New research shows that there is no benefit from the common practice of using levothyroxine to preserve function of potential donor hearts.
The multicenter randomized placebo-controlled trial found that intravenous levothyroxine administration in hemodynamically unstable brain-dead donors did not improve the rate of heart transplantation or graft survival.

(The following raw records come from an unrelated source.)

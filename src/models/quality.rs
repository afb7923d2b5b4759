// src/models/quality.rs

use chrono::{DateTime, Utc};
use serde::{Deserialize, Serialize};
use serde_json::Value;
use sqlx::FromRow;
use utoipa::ToSchema;
use uuid::Uuid;
use validator::Validate;

// Controle de qualidade: entidade governada pelo workflow de aprovação
#[derive(Debug, Clone, Serialize, FromRow, ToSchema)]
#[serde(rename_all = "camelCase")]
pub struct QualityControl {
    pub id: Uuid,

    // Ordem de produção de origem (opcional: controles avulsos existem)
    pub order_id: Option<Uuid>,

    #[schema(example = "LOTE-2026-031")]
    pub lot_number: String,

    #[schema(example = "microbiological")]
    pub control_type: String,

    // Parâmetros medidos e resultados, livres por tipo de controle
    #[schema(value_type = Object)]
    pub parameters: Value,

    #[schema(value_type = Object)]
    pub results: Value,

    pub is_compliant: bool,

    #[schema(example = "pending")]
    pub status: String,

    pub tested_by: Option<Uuid>,
    pub tested_at: DateTime<Utc>,
    pub created_at: DateTime<Utc>,
    pub updated_at: DateTime<Utc>,
}

#[derive(Debug, Deserialize, Validate, ToSchema)]
#[serde(rename_all = "camelCase")]
pub struct CreateQualityControlPayload {
    pub order_id: Option<Uuid>,

    #[validate(length(min = 1, message = "O número do lote é obrigatório."))]
    pub lot_number: String,

    #[validate(length(min = 1, message = "O tipo de controle é obrigatório."))]
    pub control_type: String,

    #[serde(default)]
    #[schema(value_type = Object)]
    pub parameters: Value,

    #[serde(default)]
    #[schema(value_type = Object)]
    pub results: Value,

    pub is_compliant: bool,
}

"This practice has been adopted by multiple organ-procurement organizations (OPOs) and is used on thousands of organ donors each year, without ever having been rigorously studied. It turns out that it doesn't have any benefit and may cause some harm," first author Raj Dhar, MD, a professor of neurology at Washington University School of Medicine, St Louis, Missouri, said in news release.
"Based on the results, we are already seeing practice change in some of our participating sites who had been using thyroid hormone and now are not," Dhar told theheart.org | Medscape Cardiology.
The study was published online November 29 in The New England Journal of Medicine.
Definitive Data, Major Implications
In a linked editorial, Kiran Khush, MD, with Stanford University School of Medicine, California, said that the study provides, "the most definitive data to date about donor thyroid hormone replacement therapy."
The results have "major clinical implications" for OPOs, with nearly half of these organizations in the United States routinely administering thyroid hormone during donor care, Khush added.